Durante la gravidanza, mi sentivo tutto sommato serena. Ma ogni volta che incontravo un* professionista della salute, sentivo addosso uno sguardo sospeso. Mi veniva chiesto se stavo bene, ma era come se la domanda vera fosse: “Quando crollerai?” Io non volevo dar loro questa soddisfazione. Così sorridevo. E continuavo.

Dopo il parto, i primi tempi me la cavavo. Ma sentivo dentro una tensione sottile, un conto alla rovescia. Poi è cominciata la discesa. Lenta, invisibile, ma costante. Ho iniziato a inseguire l’immagine della mamma perfetta. Una madre impeccabile, presente, sorridente, organizzata. Una madre che doveva riuscire da sola. Solo che con un neonato non funziona così. E ogni volta che qualcosa “non andava” – un pianto in più, una cena saltata, una lavatrice lasciata indietro – pensavo: “È colpa mia.”

Questa colpa mi rosicchiava dentro. Mi sentivo inadeguata. Cominciavo a provare invidia per la libertà del mio compagno. Lui poteva uscire, andare al lavoro, avere un momento per sé. Io no. I pensieri si accumulavano. Diventavano una voce. Poi quella voce diventava un urlo. E nessuno sembrava sentirlo.
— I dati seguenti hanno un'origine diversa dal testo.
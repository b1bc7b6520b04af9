/*
 * scan.rs
 * Copyright (C) 2026 the Livekeeper authors
 *
 * This file is part of Livekeeper, a live-room companion for fan medals.
 *
 * Livekeeper is free software: you can redistribute it and/or modify
 * it under the terms of the GNU General Public License as published by
 * the Free Software Foundation, either version 3 of the License, or
 * (at your option) any later version.
 *
 * Livekeeper is distributed in the hope that it will be useful,
 * but WITHOUT ANY WARRANTY; without even the implied warranty of
 * MERCHANTABILITY or FITNESS FOR A PARTICULAR PURPOSE.  See the
 * GNU General Public License for more details.
 *
 * You should have received a copy of the GNU General Public License
 * along with Livekeeper.  If not, see <http://www.gnu.org/licenses/>.
 */

//! Integer field scanner for loosely JSON-shaped response bodies.
//!
//! Site responses are read by looking for a literal key such as
//! `"room_id":` and taking the decimal digits that follow. No JSON is
//! parsed: nesting, quoting and the character after the number are not
//! checked.

/// Find `key` at or after byte offset `from` and read the unsigned decimal
/// number right after it.
///
/// Returns the value and the offset just past its last digit, suitable as
/// the next `from`. `None` if `key` does not occur (or `from` is out of
/// range). Digits accumulate until the first non-digit byte; a key followed
/// directly by a non-digit yields 0. Values past `u64::MAX` saturate.
pub fn scan_uint(text: &str, key: &str, from: usize) -> Option<(u64, usize)> {
    let start = from + text.get(from..)?.find(key)? + key.len();
    let digits = text.as_bytes()[start..]
        .iter()
        .take_while(|b| b.is_ascii_digit())
        .count();
    let value = text.as_bytes()[start..start + digits]
        .iter()
        .fold(0u64, |acc, b| {
            acc.saturating_mul(10).saturating_add(u64::from(b - b'0'))
        });
    Some((value, start + digits))
}

/// Every number following `key`, in document order.
pub fn scan_all_uint<'a>(text: &'a str, key: &'a str) -> ScanUint<'a> {
    ScanUint { text, key, pos: 0 }
}

/// Iterator returned by [`scan_all_uint`].
#[derive(Debug, Clone)]
pub struct ScanUint<'a> {
    text: &'a str,
    key: &'a str,
    pos: usize,
}

impl Iterator for ScanUint<'_> {
    type Item = u64;

    fn next(&mut self) -> Option<u64> {
        let (value, next) = scan_uint(self.text, self.key, self.pos)?;
        self.pos = next;
        Some(value)
    }
}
Continuavo la terapia, ma non riuscivo nemmeno con il mio psichiatra a mettere a fuoco cosa stesse davvero succedendo. Ero diventata un’esperta nel mascherare tutto, anche a me stessa. Quando cercavo di accennare qualcosa, spesso le persone intorno a me minimizzavano: “Capita a tutte.” “Passerà.” Ma la depressione post partum non passa da sola. Non è una fase. Non è un po’ di tristezza. È una malattia. E come tutte le malattie, ha bisogno di essere riconosciuta e curata.

Io me ne sono accorta tardi. Quando i pensieri oscuri erano diventati troppo forti. Quando ho iniziato a credere che la mia famiglia sarebbe stata meglio senza di me. Che io, con la mia incapacità, stavo rovinando la vita a mia figlia. I primi mesi di Levi sono annebbiati nei miei ricordi, ma non dimenticherò mai il giorno in cui, in lacrime, ho passato mia figlia al mio compagno e ho detto: “Adesso non ce la faccio più.”

Non ho mai smesso la terapia. Forse è questo che mi ha salvata. Ma da lì ho capito che dovevo fare qualcosa in più. Ho chiesto aiuto. Ho cercato altre forme di supporto: corporeo, psicologico, relazionale. Ho provato anche terapie complementari, non in alternativa, ma come integrazione a un percorso clinico serio. E piano piano, ho ricominciato a respirare.

Non vi dirò che è stato facile. Non sarebbe vero. Ma vi dirò che è possibile. Che si può tornare a stare bene. E che da quella ferita può nascere qualcosa di prezioso.
Per me, è nato un impegno. Un’urgenza. Non conoscevo Periparto Svizzera quando stavo male. E oggi vorrei che nessun’altra madre si trovasse sola come mi sono sentita io. Per questo ho fondato l’associazione creiAMOci. Per questo ho creato RESET, un gruppo di auto-aiuto per genitori in difficoltà. Per questo racconto la mia storia, ogni volta che posso.

Se posso lasciare un messaggio, è questo:

Alle mamme: se sentite che qualcosa non va, parlatene. Non abbiate paura di sembrare fragili. Fragile è chi non ascolta, non chi chiede aiuto.

A chi le accompagna: non dite “passerà”. Dite: “Ti vedo.” “Ti credo.” “Ci sono.”

A tutte e tutti: la depressione post partum non è una parentesi. È una malattia. Ma non è una condanna. Con il giusto supporto si può guarire. E si può tornare a conoscersi, anche nella propria vulnerabilità.

Chiudo con due frasi che porto con me ogni giorno:
“Non serve essere perfette. Serve essere ascoltate.”

“La DPP non è contagiosa. I nostri figli non verranno infettati. Anzi, gli insegneremo che la mamma è una combattente. E che si prende cura di sé.”